Mi abuela cumplió casi la mitad de edad que mi país, y es entonces cuando es necesario recordar que somos jóvenes. La nona no es sólo felicidad y pasión en la cocina por sus nietos; tuvo errores como todos. Y sin embargo es una única persona, ¿entonces por qué no es posible que tengamos tantas más complejidades como Nación? Claro que lo es. Por eso recordar el pasado es necesario. Por eso la historia no se puede borrar. Por ello los libros no pueden ocultar las dictaduras por más que se arranquen las hojas. El pasado 27 de agosto la radio cumplió 100 años desde la primera transmisión en el Teatro Coliseo de Buenos Aires. Mucho cambió desde ese entonces. Este lunes comenzó la segunda etapa del satélite argentino Saocom 1B lanzado hace una semana desde los Estados Unidos por un cohete Falcon 9 de la empresa Space X, la misma que envió a los astronautas al espacio hace unos meses, pero esta vez con un poco menos de show mediático.

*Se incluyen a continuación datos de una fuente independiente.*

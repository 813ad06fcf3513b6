use anyhow::Result;
use clap::{Parser, Subcommand};
use std::path::PathBuf;
use vigil::commands::{run, scan, start, status, stop};
use vigil::telemetry::{self, LogFormat};

#[derive(Parser)]
#[command(name = "vigil")]
#[command(about = "Process supervision and control plane", long_about = None)]
#[command(version)]
struct Cli {
    /// Control plane root holding vigil.toml and the run/, tmp/, logs/ directories
    #[arg(long, global = true, default_value = ".")]
    root: PathBuf,

    #[command(subcommand)]
    command: Commands,
}

#[derive(Subcommand)]
enum Commands {
    /// Start the control plane daemon (restarts it if already running)
    Start {
        /// Stay attached to the terminal instead of daemonizing
        #[arg(long)]
        foreground: bool,
    },

    /// Stop the control plane daemon and every supervised service
    Stop,

    /// Show the daemon and per-service state
    Status,

    /// Supervise one service in the foreground
    Run {
        /// Service name as listed in vigil.toml
        service: String,
    },

    /// Print the file fingerprints the change detector sees for a directory
    Scan {
        /// Directory to fingerprint
        dir: PathBuf,

        /// Take watch and exclude settings from this service file
        #[arg(short, long)]
        config: Option<PathBuf>,

        /// Extension to include (repeatable), e.g. --ext .py
        #[arg(short, long = "ext")]
        extensions: Vec<String>,
    },
}

fn main() -> Result<()> {
    let cli = Cli::parse();
    telemetry::initialise(LogFormat::from_env())?;

    match cli.command {
        Commands::Start { foreground } => start::execute(&cli.root, foreground),
        Commands::Stop => stop::execute(&cli.root),
        Commands::Status => status::execute(&cli.root),
        Commands::Run { service } => run::execute(&cli.root, &service),
        Commands::Scan {
            dir,
            config,
            extensions,
        } => scan::execute(&dir, config.as_deref(), &extensions),
    }
}
//! Structured logging initialisation.

use std::io::{self, IsTerminal};
use std::sync::OnceLock;

use tracing::{subscriber::SetGlobalDefaultError, Subscriber};
use tracing_subscriber::fmt;
use tracing_subscriber::EnvFilter;

/// Environment variable holding the log filter expression.
pub const LOG_FILTER_ENV: &str = "VIGIL_LOG";

/// Environment variable selecting the output format (`compact` or `json`).
pub const LOG_FORMAT_ENV: &str = "VIGIL_LOG_FORMAT";

static TELEMETRY_GUARD: OnceLock<()> = OnceLock::new();

/// Log line layout.
#[derive(Debug, Clone, Copy, PartialEq, Eq)]
pub enum LogFormat {
    Compact,
    Json,
}

impl LogFormat {
    /// Read the format from [`LOG_FORMAT_ENV`], defaulting to compact.
    pub fn from_env() -> Self {
        match std::env::var(LOG_FORMAT_ENV) {
            Ok(value) if value.eq_ignore_ascii_case("json") => Self::Json,
            _ => Self::Compact,
        }
    }
}

/// Errors encountered while configuring telemetry.
#[derive(Debug, thiserror::Error)]
pub enum TelemetryError {
    #[error("invalid log filter: {0}")]
    Filter(String),
    #[error("failed to install telemetry subscriber: {0}")]
    Subscriber(SetGlobalDefaultError),
}

/// Install the global subscriber on first call; later calls are no-ops.
pub fn initialise(format: LogFormat) -> Result<(), TelemetryError> {
    if TELEMETRY_GUARD.get().is_some() {
        return Ok(());
    }
    install_subscriber(format)?;
    let _ = TELEMETRY_GUARD.set(());
    Ok(())
}

fn install_subscriber(format: LogFormat) -> Result<(), TelemetryError> {
    let directive = std::env::var(LOG_FILTER_ENV).unwrap_or_else(|_| "info".to_string());
    let filter =
        EnvFilter::try_new(directive).map_err(|error| TelemetryError::Filter(error.to_string()))?;

    let builder = |filter: EnvFilter| {
        fmt::Subscriber::builder()
            .with_env_filter(filter)
            .with_target(true)
            .with_level(true)
            .with_writer(io::stderr)
            .with_ansi(io::stderr().is_terminal())
            .with_timer(fmt::time::UtcTime::rfc_3339())
    };

    let subscriber: Box<dyn Subscriber + Send + Sync> = match format {
        LogFormat::Json => Box::new(builder(filter).json().flatten_event(true).finish()),
        LogFormat::Compact => Box::new(builder(filter).compact().finish()),
    };

    tracing::subscriber::set_global_default(subscriber).map_err(TelemetryError::Subscriber)
}
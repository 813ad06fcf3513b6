use std::sync::Arc;

use tracing::warn;

use super::latch::ShutdownLatch;
use super::protocol::{Command, ControlMessage};
use crate::errors::VigilError;
use crate::sink::{EventSink, SECURITY};

/// What happened to a command offered to a [`CommandGate`].
#[derive(Debug, Clone, Copy, PartialEq, Eq)]
pub enum Delivery {
    /// Key matched and the handler ran.
    Executed,
    /// Key matched but the command was a repeated `die`.
    Duplicate,
    /// Key did not match; nothing ran.
    Rejected,
}

/// Receiving side of the command bus: validates the key, then dispatches.
///
/// A wrong key is reported to the sink under `SECURITY` and otherwise ignored.
/// `die` passes through the shutdown latch so the handler sees it once.
pub struct CommandGate {
    secret: String,
    latch: ShutdownLatch,
    sink: Arc<dyn EventSink>,
}

impl CommandGate {
    pub fn new(secret: impl Into<String>, sink: Arc<dyn EventSink>) -> Self {
        Self::with_latch(secret, sink, ShutdownLatch::new())
    }

    pub fn with_latch(
        secret: impl Into<String>,
        sink: Arc<dyn EventSink>,
        latch: ShutdownLatch,
    ) -> Self {
        Self {
            secret: secret.into(),
            latch,
            sink,
        }
    }

    pub fn latch(&self) -> &ShutdownLatch {
        &self.latch
    }

    /// Check `message`'s key against this gate's secret.
    pub fn authorize(&self, message: &ControlMessage) -> Result<(), VigilError> {
        if message.authorize(&self.secret) {
            Ok(())
        } else {
            Err(VigilError::AuthRejected { channel: "command" })
        }
    }

    pub fn handle<F>(&self, message: &ControlMessage, mut on_command: F) -> Delivery
    where
        F: FnMut(Command),
    {
        if let Err(e) = self.authorize(message) {
            warn!(code = e.code(), error = %e, command = message.command.as_str(), "rejected command");
            self.sink.emit(SECURITY, "WRONG_KEY");
            return Delivery::Rejected;
        }

        match message.command {
            Command::Die => {
                if !self.latch.trip() {
                    return Delivery::Duplicate;
                }
                on_command(Command::Die);
            }
            Command::StatusProbe => on_command(Command::StatusProbe),
        }
        Delivery::Executed
    }
}
use std::path::PathBuf;

use clap::{Parser, Subcommand};
use eft_ammo_chart::{
    config::Config,
    page_cache::{HttpFetcher, PageCache},
    pipeline,
    publish::publish,
};

#[derive(Parser)]
struct Opts {
    /// TOML file overriding the default locations and exclusions.
    #[arg(long)]
    config: Option<PathBuf>,
    #[command(subcommand)]
    sub: Option<Sub>,
}

#[derive(Clone, Default, Subcommand)]
enum Sub {
    /// Scrape the wiki, update the name catalog, draw the chart and publish the page.
    #[default]
    Run,
    /// Only add newly found cartridge names to the name catalog.
    Catalog,
    /// Embed the existing chart fragment into the page template.
    Publish,
}

#[tokio::main]
async fn main() -> anyhow::Result<()> {
    pretty_env_logger::init();

    let opts = Opts::parse();
    let config = Config::load_or_default(opts.config)?;
    match opts.sub.unwrap_or_default() {
        Sub::Run => {
            let cache = PageCache::new(&config, HttpFetcher::new()?);
            pipeline::run(&config, &cache).await?;
        }
        Sub::Catalog => {
            let cache = PageCache::new(&config, HttpFetcher::new()?);
            pipeline::update_catalog(&config, &cache).await?;
        }
        Sub::Publish => publish(&config.template_path, &config.plot_path, &config.page_path)?,
    }

    Ok(())
}
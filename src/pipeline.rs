use chrono::Local;
use log::info;

use crate::{
    catalog::NameCatalog,
    chart::write_fragment,
    config::Config,
    dataset::{Dataset, DatasetBuilder},
    page_cache::{Fetch, PageCache},
    publish::publish,
};

/// Scrapes, charts and publishes.  Names seen in the dataset are added to
/// the catalog before charting so that every point has a catalog entry.
pub async fn run<F: Fetch>(config: &Config, cache: &PageCache<F>) -> anyhow::Result<Dataset> {
    let dataset = DatasetBuilder::new(cache, config)
        .build(&config.index_path)
        .await?;
    dataset.save_csv(&config.dataset_path)?;
    let (catalog, _) = NameCatalog::update_file(&config.catalog_path, dataset.names())?;
    write_fragment(&config.plot_path, &dataset, &catalog)?;
    publish(&config.template_path, &config.plot_path, &config.page_path)?;
    info!("Finished. {}", Local::now());
    Ok(dataset)
}

/// Adds every cartridge name listed on the wiki to the catalog.
pub async fn update_catalog<F: Fetch>(
    config: &Config,
    cache: &PageCache<F>,
) -> anyhow::Result<NameCatalog> {
    let builder = DatasetBuilder::new(cache, config);
    let categories = builder.discover_categories(&config.index_path).await?;
    let names = builder.collect_names(&categories).await?;
    info!("Output ammo names to {:?}", config.catalog_path);
    let (catalog, _) = NameCatalog::update_file(&config.catalog_path, &names)?;
    Ok(catalog)
}
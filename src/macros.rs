/// Compiles a CSS selector once and hands out a `&'static Selector`.
#[macro_export]
macro_rules! selector {
    ($e: expr) => {{
        use ::once_cell::sync::Lazy;
        use ::scraper::Selector;
        static SELECTOR: Lazy<Selector> =
            Lazy::new(|| Selector::parse($e).expect(concat!("invalid selector: ", $e)));
        &*SELECTOR
    }};
}

#[macro_export]
macro_rules! regex {
    ($e: expr) => {{
        use ::once_cell::sync::Lazy;
        use ::regex::Regex;
        static PATTERN: Lazy<Regex> =
            Lazy::new(|| Regex::new($e).expect(concat!("invalid pattern: ", $e)));
        &*PATTERN
    }};
}
//! Turns `<table>` markup into header-keyed rows.

use std::{fmt::Display, iter};

use getset::Getters;
use itertools::Itertools;
use scraper::ElementRef;
use serde::{Serialize, Serializer};

use crate::{regex, selector};

/// A non-empty cell.  Empty cells are represented as `None` in a row.
#[derive(Clone, PartialEq, Debug)]
pub enum CellValue {
    Number(f64),
    Text(String),
}

impl CellValue {
    /// Numbers may use `,` as a thousands separator and U+2212 as a minus
    /// sign; anything else that is not blank is kept as text.
    pub fn parse(text: &str) -> Option<Self> {
        let text = text.trim();
        if text.is_empty() {
            return None;
        }
        let normalized = text.replace('\u{2212}', "-");
        let pattern = regex!(r"^[+-]?(?:(?:\d{1,3}(?:,\d{3})+|\d+)(?:\.\d+)?|\.\d+)$");
        if pattern.is_match(&normalized) {
            if let Ok(value) = normalized.replace(',', "").parse() {
                return Some(Self::Number(value));
            }
        }
        Some(Self::Text(text.to_owned()))
    }

    pub fn as_number(&self) -> Option<f64> {
        match self {
            Self::Number(value) => Some(*value),
            Self::Text(_) => None,
        }
    }
}

impl Display for CellValue {
    fn fmt(&self, f: &mut std::fmt::Formatter<'_>) -> std::fmt::Result {
        match self {
            Self::Number(value) => write!(f, "{value}"),
            Self::Text(text) => f.write_str(text),
        }
    }
}

impl Serialize for CellValue {
    fn serialize<S: Serializer>(&self, serializer: S) -> Result<S::Ok, S::Error> {
        match self {
            Self::Number(value) if value.fract() == 0. && value.abs() < 1e15 => {
                serializer.serialize_i64(*value as i64)
            }
            Self::Number(value) => serializer.serialize_f64(*value),
            Self::Text(text) => serializer.serialize_str(text),
        }
    }
}

pub type Row = Vec<Option<CellValue>>;

#[derive(Clone, PartialEq, Debug, Getters)]
#[getset(get = "pub")]
pub struct RawTable {
    headers: Vec<String>,
    rows: Vec<Row>,
}

impl RawTable {
    pub fn len(&self) -> usize {
        self.rows.len()
    }

    pub fn is_empty(&self) -> bool {
        self.rows.is_empty()
    }

    pub fn column_index(&self, name: &str) -> Result<usize, TableError> {
        self.headers
            .iter()
            .position(|header| header == name)
            .ok_or_else(|| TableError::MissingColumn {
                name: name.to_owned(),
                headers: self.headers.clone(),
            })
    }

    pub fn column<'a>(
        &'a self,
        name: &str,
    ) -> Result<impl Iterator<Item = Option<&'a CellValue>> + 'a, TableError> {
        let index = self.column_index(name)?;
        Ok(self.rows.iter().map(move |row| row[index].as_ref()))
    }

    pub fn into_rows(self) -> Vec<Row> {
        self.rows
    }
}

#[derive(Debug, PartialEq, Eq, thiserror::Error)]
pub enum TableError {
    #[error("The table does not start with a header row")]
    NoHeader,
    #[error("Row {row} has {found} cells while the header has {expected} columns")]
    RowTooWide {
        row: usize,
        found: usize,
        expected: usize,
    },
    #[error("Column {name:?} not found among {headers:?}")]
    MissingColumn { name: String, headers: Vec<String> },
}

/// Parses every table within `fragment`, the fragment itself included, in
/// document order.  Nested tables are returned as tables of their own.
pub fn extract_tables(fragment: ElementRef) -> Result<Vec<RawTable>, TableError> {
    iter::once(fragment)
        .filter(|element| element.value().name() == "table")
        .chain(fragment.select(selector!("table")))
        .map(parse_table)
        .collect()
}

#[derive(Clone)]
struct GridCell {
    header: bool,
    text: String,
}

struct Span {
    cell: GridCell,
    remaining: usize,
}

/// Parses one `<table>` element, ignoring the rows of tables nested in it.
pub fn parse_table(table: ElementRef) -> Result<RawTable, TableError> {
    let mut rows = table_rows(table)
        .into_iter()
        .map(row_cells)
        .filter(|cells| !cells.is_empty());
    let mut spans: Vec<Option<Span>> = vec![];
    let headers = match rows.next() {
        Some(cells) if cells.iter().all(|(cell, _)| cell.header) => fill_spans(&mut spans, cells)
            .into_iter()
            .flatten()
            .map(|cell| cell.text)
            .collect_vec(),
        _ => return Err(TableError::NoHeader),
    };
    let width = headers.len();

    let mut body = vec![];
    for (i, cells) in rows.enumerate() {
        let own_header_row = cells.iter().all(|(cell, _)| cell.header);
        let grid = fill_spans(&mut spans, cells);
        if own_header_row {
            continue;
        }
        if grid.len() > width {
            return Err(TableError::RowTooWide {
                row: i,
                found: grid.len(),
                expected: width,
            });
        }
        let mut row = grid
            .into_iter()
            .map(|cell| cell.and_then(|cell| CellValue::parse(&cell.text)))
            .collect_vec();
        row.resize(width, None);
        body.push(row);
    }

    Ok(RawTable {
        headers,
        rows: body,
    })
}

fn table_rows(table: ElementRef<'_>) -> Vec<ElementRef<'_>> {
    let mut rows = vec![];
    for child in table.children().filter_map(ElementRef::wrap) {
        match child.value().name() {
            "tr" => rows.push(child),
            "thead" | "tbody" | "tfoot" => rows.extend(
                child
                    .children()
                    .filter_map(ElementRef::wrap)
                    .filter(|e| e.value().name() == "tr"),
            ),
            _ => {}
        }
    }
    rows
}

/// The cells of a row, with `colspan` already expanded.  `rowspan` is kept
/// alongside so that [`fill_spans`] can carry the cell downwards.
fn row_cells(row: ElementRef) -> Vec<(GridCell, usize)> {
    row.children()
        .filter_map(ElementRef::wrap)
        .filter(|e| matches!(e.value().name(), "th" | "td"))
        .flat_map(|e| {
            let cell = GridCell {
                header: e.value().name() == "th",
                text: e.text().collect::<String>().split_whitespace().join(" "),
            };
            let colspan = span_attr(e, "colspan");
            let rowspan = span_attr(e, "rowspan");
            iter::repeat((cell, rowspan)).take(colspan)
        })
        .collect()
}

fn span_attr(e: ElementRef, name: &str) -> usize {
    e.value()
        .attr(name)
        .and_then(|value| value.trim().parse().ok())
        .filter(|&n: &usize| n > 0)
        .unwrap_or(1)
}

/// Places the row's own cells into the columns not occupied by a cell
/// spanning down from a previous row.
fn fill_spans(
    spans: &mut Vec<Option<Span>>,
    cells: Vec<(GridCell, usize)>,
) -> Vec<Option<GridCell>> {
    let mut cells = cells.into_iter();
    let mut grid = vec![];
    let mut col = 0;
    loop {
        if col >= spans.len() {
            spans.push(None);
        }
        if let Some(span) = &mut spans[col] {
            grid.push(Some(span.cell.clone()));
            span.remaining -= 1;
            if span.remaining == 0 {
                spans[col] = None;
            }
        } else if let Some((cell, rowspan)) = cells.next() {
            if rowspan > 1 {
                spans[col] = Some(Span {
                    cell: cell.clone(),
                    remaining: rowspan - 1,
                });
            }
            grid.push(Some(cell));
        } else if spans[col..].iter().any(Option::is_some) {
            grid.push(None);
        } else {
            break;
        }
        col += 1;
    }
    grid
}

#[cfg(test)]
mod tests {
    use itertools::Itertools;
    use scraper::Html;

    use super::{extract_tables, CellValue, RawTable, TableError};

    fn tables(markup: &str) -> Result<Vec<RawTable>, TableError> {
        extract_tables(Html::parse_document(markup).root_element())
    }

    fn text(s: &str) -> Option<CellValue> {
        Some(CellValue::Text(s.to_owned()))
    }

    fn num(n: f64) -> Option<CellValue> {
        Some(CellValue::Number(n))
    }

    #[test]
    fn test_cell_value_parse() {
        assert_eq!(CellValue::parse("14"), num(14.));
        assert_eq!(CellValue::parse(" 1,250 "), num(1250.));
        assert_eq!(CellValue::parse("-0.5"), num(-0.5));
        assert_eq!(CellValue::parse("\u{2212}10"), num(-10.));
        assert_eq!(CellValue::parse("+5"), num(5.));
        assert_eq!(CellValue::parse("8x22"), text("8x22"));
        assert_eq!(CellValue::parse("20%"), text("20%"));
        assert_eq!(CellValue::parse("inf"), text("inf"));
        assert_eq!(CellValue::parse("1,2"), text("1,2"));
        assert_eq!(CellValue::parse("   "), None);
    }

    #[test]
    fn test_cell_value_display() {
        assert_eq!(CellValue::Number(22.).to_string(), "22");
        assert_eq!(CellValue::Number(0.25).to_string(), "0.25");
        assert_eq!(CellValue::Text("Tracer".to_owned()).to_string(), "Tracer");
    }

    #[test]
    fn test_simple_table() {
        let res = tables(
            r#"<table class="wikitable">
                <tr><th>Icon</th><th>Name</th><th>Damage</th></tr>
                <tr><td><img src="a.png"></td><td> 9mm
                    FMJ </td><td>58</td></tr>
                <tr><td></td><td>12/70 buckshot</td><td>8x22</td></tr>
            </table>"#,
        )
        .unwrap();
        assert_eq!(res.len(), 1);
        let table = &res[0];
        assert_eq!(table.headers(), &["Icon", "Name", "Damage"]);
        assert_eq!(
            table.rows(),
            &[
                vec![None, text("9mm FMJ"), num(58.)],
                vec![None, text("12/70 buckshot"), text("8x22")],
            ]
        );
        assert_eq!(
            table.column("Name").unwrap().map(|x| x.unwrap().to_string()).collect_vec(),
            ["9mm FMJ", "12/70 buckshot"]
        );
    }

    #[test]
    fn test_no_tables_is_empty() {
        assert_eq!(tables("<p>Nothing here</p>").unwrap(), vec![]);
    }

    #[test]
    fn test_tables_in_document_order_including_nested() {
        let res = tables(
            r#"<table><tr><th>A</th></tr><tr><td>
                 <table><tr><th>Inner</th></tr><tr><td>x</td></tr></table>
               </td></tr></table>
               <table><tr><th>B</th></tr><tr><td>2</td></tr></table>"#,
        )
        .unwrap();
        let headers = res.iter().map(|t| t.headers()[0].as_str()).collect_vec();
        assert_eq!(headers, ["A", "Inner", "B"]);
        // The outer table does not absorb the inner table's rows.
        assert_eq!(res[0].len(), 1);
        assert_eq!(res[2].rows(), &[vec![num(2.)]]);
    }

    #[test]
    fn test_fragment_that_is_a_table() {
        let html = Html::parse_document(
            r#"<table class="wikitable"><tr><th>Name</th></tr><tr><td>.45 ACP</td></tr></table>"#,
        );
        let table = html
            .select(crate::selector!("table.wikitable"))
            .next()
            .unwrap();
        let res = extract_tables(table).unwrap();
        assert_eq!(res.len(), 1);
        assert_eq!(res[0].rows(), &[vec![text(".45 ACP")]]);
    }

    #[test]
    fn test_spans() {
        let res = tables(
            r#"<table>
                <thead><tr><th>Name</th><th colspan="2">Chance</th><th>Sold by</th></tr></thead>
                <tbody>
                <tr><th>Sub</th><th>Frag</th><th>Ricochet</th><th></th></tr>
                <tr><td>A</td><td>1</td><td>2</td><td rowspan="2">Prapor</td></tr>
                <tr><td>B</td><td colspan="2">3</td></tr>
                <tr><td>C</td></tr>
                </tbody>
            </table>"#,
        )
        .unwrap();
        let table = &res[0];
        assert_eq!(table.headers(), &["Name", "Chance", "Chance", "Sold by"]);
        assert_eq!(
            table.rows(),
            &[
                vec![text("A"), num(1.), num(2.), text("Prapor")],
                vec![text("B"), num(3.), num(3.), text("Prapor")],
                vec![text("C"), None, None, None],
            ]
        );
    }

    #[test]
    fn test_rowspan_in_first_column() {
        let res = tables(
            r#"<table>
                <tr><th>Caliber</th><th>Name</th></tr>
                <tr><td rowspan="2">9x19mm</td><td>PSO</td></tr>
                <tr><td>Luger CCI</td></tr>
            </table>"#,
        )
        .unwrap();
        assert_eq!(
            res[0].rows(),
            &[
                vec![text("9x19mm"), text("PSO")],
                vec![text("9x19mm"), text("Luger CCI")],
            ]
        );
    }

    #[test]
    fn test_header_rowspan_keeps_body_columns_aligned() {
        let res = tables(
            r#"<table>
                <tr><th rowspan="2">Caliber</th><th>Name</th><th>Damage</th></tr>
                <tr><td>PSO</td><td>50</td></tr>
                <tr><td>9x19mm</td><td>Luger CCI</td><td>70</td></tr>
            </table>"#,
        )
        .unwrap();
        assert_eq!(res[0].headers(), &["Caliber", "Name", "Damage"]);
        assert_eq!(
            res[0].rows(),
            &[
                vec![text("Caliber"), text("PSO"), num(50.)],
                vec![text("9x19mm"), text("Luger CCI"), num(70.)],
            ]
        );
    }

    #[test]
    fn test_table_without_header_is_an_error() {
        assert_eq!(
            tables("<table><tr><td>1</td><td>2</td></tr></table>"),
            Err(TableError::NoHeader)
        );
        assert_eq!(tables("<table></table>"), Err(TableError::NoHeader));
    }

    #[test]
    fn test_row_wider_than_header_is_an_error() {
        assert_eq!(
            tables("<table><tr><th>A</th></tr><tr><td>1</td><td>2</td></tr></table>"),
            Err(TableError::RowTooWide {
                row: 0,
                found: 2,
                expected: 1
            })
        );
    }

    #[test]
    fn test_missing_column() {
        let res = tables("<table><tr><th>A</th></tr></table>").unwrap();
        assert!(matches!(
            res[0].column("Name"),
            Err(TableError::MissingColumn { .. })
        ));
    }
}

Cuanto más ocultemos el pasado más seremos como un francés recibiendo una Coca como migaja de lo que quedó o de lo que puede venir que no necesariamente tiene por qué representarnos. Pensarnos hacia atrás con consciencia es lo que permite a un pueblo redefinirse hacia un mundo que avanza más rápido que nuestros cerebros y que por momentos nos deja aislados más de lo que quisiéramos. La Universidad Pública, como lo es la Universidad Nacional de La Plata (UNLP) en el caso del nuevo satélite, es nuestro salvoconducto a seguir nuestro camino más que lo que admiramos el camino ajeno, lo que no es más que el reconocimiento de nuestro ADN social en el desafío de alcanzar el conocimiento como superación individual.
Algo así como un equilibrio entre la teoría y la práctica puede dictar un futuro en el que se incluya a más personas que las que el sistema parece soportar. El fin de las guerras de cañones o las batallas económicas está lejos de concretarse. La igualdad por una jornada laboral justa parece difícil de lograr en el mundo. También lo es luchar contra la pobreza fomentada o salvar a los cientos de niños que sabemos, pero no visibilizamos, que mueren cada semana. La justicia social es una utopía. Hablar por WhatsApp con su nieto a 300 kilómetros de distancia, hace 90 años también lo era para la abuela.